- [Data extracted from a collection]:
.....

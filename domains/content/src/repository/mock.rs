//! Mock content store
//!
//! In-memory store used by handler and integration tests. Can be armed to
//! fail so tests can exercise the repository-failure path.

use std::collections::HashMap;
use std::sync::Mutex;

use chrono::Utc;

use crate::domain::entities::{ContentDraft, StoredContent};
use crate::repository::ContentStore;
use manticore_common::{Error, Result};

/// Mock content store for testing
#[derive(Default)]
pub struct MockContentStore {
    records: Mutex<HashMap<String, StoredContent>>,
    failure: Mutex<Option<String>>,
}

impl MockContentStore {
    pub fn new() -> Self {
        Self::default()
    }

    /// Seed a stored row
    pub fn insert(&self, record: StoredContent) {
        self.records
            .lock()
            .unwrap()
            .insert(record.id.clone(), record);
    }

    /// Make every store operation fail with the given message
    pub fn fail_with(&self, message: &str) {
        *self.failure.lock().unwrap() = Some(message.to_string());
    }

    fn check_failure(&self) -> Result<()> {
        match self.failure.lock().unwrap().as_ref() {
            Some(message) => Err(Error::Internal(message.clone())),
            None => Ok(()),
        }
    }
}

#[async_trait::async_trait]
impl ContentStore for MockContentStore {
    async fn find_by_id(&self, id: &str) -> Result<Option<StoredContent>> {
        self.check_failure()?;
        Ok(self.records.lock().unwrap().get(id).cloned())
    }

    async fn upsert(&self, id: &str, draft: ContentDraft) -> Result<StoredContent> {
        self.check_failure()?;

        let mut records = self.records.lock().unwrap();
        let now = Utc::now();
        let created_at = records.get(id).map(|r| r.created_at).unwrap_or(now);

        let record = StoredContent {
            id: id.to_string(),
            title: draft.title,
            body: draft.body,
            metadata: draft.metadata,
            created_at,
            updated_at: now,
        };
        records.insert(id.to_string(), record.clone());
        Ok(record)
    }

    async fn delete(&self, id: &str) -> Result<bool> {
        self.check_failure()?;
        Ok(self.records.lock().unwrap().remove(id).is_some())
    }
}
//! Manticore application composition root
//!
//! Composes the domain routers into a single application and renders the
//! diagnostic environment report.

use std::fmt::Write as _;
use std::sync::Arc;

use axum::Router;
use sqlx::PgPool;

use manticore_accounts::AccountsState;
use manticore_auth::{AuthBackend, ClerkProvider};
use manticore_common::{Config, PublicConfig, SecretConfig};
use manticore_content::{ContentState, PgContentRepository};

/// Create the main application router with all routes
pub async fn create_app(config: Config, pool: PgPool) -> Result<Router, anyhow::Error> {
    // Content domain state
    let content_state = ContentState::new(Arc::new(PgContentRepository::new(pool)));

    // Accounts domain state; session resolution goes through Clerk
    let auth = AuthBackend::new(Arc::new(ClerkProvider::new(
        config.secrets.clerk_secret_key.clone(),
    )));
    let accounts_state = AccountsState { auth };

    // Build router — compose domain routers with shared infrastructure routes
    let app = Router::new()
        .route("/health", axum::routing::get(health_check))
        .route("/", axum::routing::get(|| async { "Manticore API v0.1.0" }))
        .merge(manticore_content::routes().with_state(content_state))
        .merge(manticore_accounts::routes().with_state(accounts_state));

    Ok(app)
}

/// Health check endpoint
async fn health_check() -> &'static str {
    "OK"
}

/// Render the diagnostic environment report.
///
/// Order and labels are fixed; secret values are reported only as presence
/// booleans, never printed.
pub fn env_report(public: &PublicConfig, secrets: &SecretConfig) -> String {
    let mut out = String::new();
    writeln!(out, "Environment Variables:").unwrap();
    writeln!(out, "=====================").unwrap();
    writeln!(out, "PUBLIC_MANTICORE_ENABLED: {}", public.manticore_enabled).unwrap();
    writeln!(out, "MANTICORE_ENABLED: {}", secrets.manticore_enabled).unwrap();
    writeln!(out, "IS_DEV: {}", public.is_dev).unwrap();
    writeln!(
        out,
        "PUBLIC_CLERK_PUBLISHABLE_KEY defined: {}",
        !public.clerk_publishable_key.is_empty()
    )
    .unwrap();
    writeln!(
        out,
        "CLERK_SECRET_KEY defined: {}",
        !secrets.clerk_secret_key.is_empty()
    )
    .unwrap();
    out
}
use std::sync::Arc;

use async_trait::async_trait;
use stevedore_core::{ExecHandle, ExecOutcome, ExecSpec, Result};

use crate::router::FrameRouter;

/// Container primitives the session is built on.
///
/// Every frame of one exec must go through the supplied router, in the order
/// it was produced.
#[async_trait]
pub trait ExecRuntime: Send + Sync {
    /// Create an exec instance bound to `container_id` without starting it.
    async fn create_exec(&self, container_id: &str, spec: &ExecSpec) -> Result<ExecHandle>;

    /// Start a created exec in attached (non-detached) streaming mode.
    ///
    /// Resolves once the runtime acknowledged the start, not on completion.
    async fn start_exec(&self, handle: &ExecHandle, router: Arc<FrameRouter>) -> Result<()>;

    /// Point-in-time state of an exec instance.
    async fn inspect_exec(&self, handle: &ExecHandle) -> Result<ExecOutcome>;

    /// Stop an exec the session gave up on and release what the runtime holds
    /// for it. Runtimes that own no local resources can keep the default.
    async fn abort_exec(&self, _handle: &ExecHandle) -> Result<()> {
        Ok(())
    }
}

#[async_trait]
impl<R> ExecRuntime for Arc<R>
where
    R: ExecRuntime + ?Sized,
{
    async fn create_exec(&self, container_id: &str, spec: &ExecSpec) -> Result<ExecHandle> {
        (**self).create_exec(container_id, spec).await
    }

    async fn start_exec(&self, handle: &ExecHandle, router: Arc<FrameRouter>) -> Result<()> {
        (**self).start_exec(handle, router).await
    }

    async fn inspect_exec(&self, handle: &ExecHandle) -> Result<ExecOutcome> {
        (**self).inspect_exec(handle).await
    }

    async fn abort_exec(&self, handle: &ExecHandle) -> Result<()> {
        (**self).abort_exec(handle).await
    }
}
use std::fs;
use std::path::{Path, PathBuf};

use anyhow::Context;
use clap::{Args, Parser, Subcommand};
use stevedore_core::{ExecPlan, ExecutionLedger, ProbeConfig};
use stevedore_runner::{ExecSession, HostRuntime};
use tracing::debug;

mod logging;

use logging::LogLevel;

const DEFAULT_PLAN: &str = "Stevedore.toml";

#[derive(Parser)]
#[command(name = "stevedore")]
#[command(about = "Run command sequences inside a container and poll them to completion", long_about = None)]
struct Cli {
    #[command(subcommand)]
    command: Commands,

    /// Log level (overrides RUST_LOG)
    #[arg(long, value_enum, global = true)]
    log_level: Option<LogLevel>,
}

#[derive(Subcommand)]
enum Commands {
    /// Execute every command of a plan, stopping at the first failure
    Run(RunArgs),

    /// Validate a plan and print what would run
    Check {
        /// Path to the plan file
        #[arg(short, long, default_value = DEFAULT_PLAN)]
        plan: PathBuf,

        /// Print the validated plan as normalized TOML
        #[arg(long)]
        toml: bool,
    },

    /// Write a plan template
    Init {
        /// Where to write the template
        #[arg(short, long, default_value = DEFAULT_PLAN)]
        plan: PathBuf,
    },
}

#[derive(Args)]
struct RunArgs {
    /// Path to the plan file
    #[arg(short, long, default_value = DEFAULT_PLAN)]
    plan: PathBuf,

    /// Override the plan's target container
    #[arg(short, long)]
    container: Option<String>,

    /// Override the total poll timeout per command (milliseconds)
    #[arg(long)]
    poll_timeout_ms: Option<u64>,

    /// Override the delay between inspections (milliseconds)
    #[arg(long)]
    poll_interval_ms: Option<u64>,

    /// Print the ledger as JSON
    #[arg(long)]
    json: bool,
}

#[tokio::main]
async fn main() -> anyhow::Result<()> {
    let cli = Cli::parse();
    logging::init_logging(cli.log_level);

    match cli.command {
        Commands::Run(args) => run_plan(args).await?,
        Commands::Check { plan, toml } => check_plan(&plan, toml)?,
        Commands::Init { plan } => write_template(&plan)?,
    }

    Ok(())
}

async fn run_plan(args: RunArgs) -> anyhow::Result<()> {
    let mut plan = load_plan(&args.plan)?;

    if let Some(container) = args.container {
        plan.container = container;
    }
    if args.poll_timeout_ms.is_some() || args.poll_interval_ms.is_some() {
        let base = plan.probe_or_default();
        let probe = ProbeConfig::from_millis(
            args.poll_timeout_ms
                .unwrap_or(base.poll_timeout().as_millis() as u64),
            args.poll_interval_ms
                .unwrap_or(base.poll_interval().as_millis() as u64),
        )?;
        plan.probe = Some(probe);
    }
    plan.validate()?;

    debug!(container = %plan.container, commands = plan.execs.len(), "plan loaded");

    let session = ExecSession::from_plan(HostRuntime::new(), &plan);
    match session.run(&plan.execs).await {
        Ok(ledger) => {
            print_ledger(&ledger, args.json)?;
            Ok(())
        }
        Err(err) => {
            if !err.completed.is_empty() {
                eprintln!("Completed before failure:");
                print_ledger(&err.completed, args.json)?;
            }
            // Returned rather than exiting so the runtime drops its children.
            Err(err).context("Session failed")
        }
    }
}

fn load_plan(path: &Path) -> anyhow::Result<ExecPlan> {
    ExecPlan::load(path).with_context(|| format!("Failed to load plan at {}", path.display()))
}

fn check_plan(path: &Path, as_toml: bool) -> anyhow::Result<()> {
    let plan = load_plan(path)?;
    if as_toml {
        print!("{}", plan.to_toml_string()?);
        return Ok(());
    }

    let probe = plan.probe_or_default();

    println!("Plan: {}", path.display());
    println!("Container: {}", plan.container);
    println!(
        "Probe: timeout {}ms, interval {}ms",
        probe.poll_timeout().as_millis(),
        probe.poll_interval().as_millis()
    );
    match &plan.success_on_exit_codes {
        Some(codes) if !codes.is_empty() => println!("Allowed exit codes: {:?}", codes),
        _ => println!("Allowed exit codes: any"),
    }

    println!("\nCommands:");
    for (idx, spec) in plan.execs.iter().enumerate() {
        println!("  {}. {}", idx + 1, spec.display_command());
        if let Some(user) = &spec.user {
            println!("     user: {}", user);
        }
        if let Some(dir) = &spec.working_dir {
            println!("     working_dir: {}", dir);
        }
        if !spec.attach_stdout || !spec.attach_stderr {
            println!(
                "     attach: stdout={} stderr={}",
                spec.attach_stdout, spec.attach_stderr
            );
        }
    }
    Ok(())
}

fn print_ledger(ledger: &ExecutionLedger, json: bool) -> anyhow::Result<()> {
    if json {
        println!("{}", serde_json::to_string_pretty(ledger)?);
        return Ok(());
    }

    println!("Ledger ({} exec(s)):", ledger.len());
    for (idx, entry) in ledger.iter().enumerate() {
        let exit = entry
            .exit_code
            .map(|c| c.to_string())
            .unwrap_or_else(|| "-".to_string());
        let duration = entry.completed_at.signed_duration_since(entry.started_at);
        println!(
            "  {}. {} exit={} polls={} {}ms  {}",
            idx + 1,
            entry.handle,
            exit,
            entry.polls,
            duration.num_milliseconds(),
            entry.command
        );
    }
    Ok(())
}

fn write_template(path: &Path) -> anyhow::Result<()> {
    let template = r#"# Stevedore plan: commands run one after another inside `container`.

container = "my-container"

# Exit codes accepted for every command; omit to accept any.
success_on_exit_codes = [0]

[probe]
poll_timeout_ms = 60000
poll_interval_ms = 2000

[[exec]]
cmd = ["sh", "-c", "echo hello"]

[[exec]]
cmd = ["ls", "-la"]
working_dir = "/"
# user = "1000:1000"
# attach_stdout = true
# attach_stderr = true
"#;

    if path.exists() {
        anyhow::bail!(
            "a plan already exists at {}; use a different path or remove the existing file",
            path.display()
        );
    }

    fs::write(path, template)?;
    println!("Created plan template at {}", path.display());
    Ok(())
}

.....

- [TASK DETAILS]: What you should output is every line of the records above, from the first through the line containing "use chrono::Utc;", unchanged.

- [EXERCISE RESPONSE]:
filename domains/content/src/repository/mock.rs
//! Mock content store
//!
//! In-memory store used by handler and integration tests. Can be armed to
//! fail so tests can exercise the repository-failure path.

use std::collections::HashMap;
use std::sync::Mutex;

use chrono::Utc;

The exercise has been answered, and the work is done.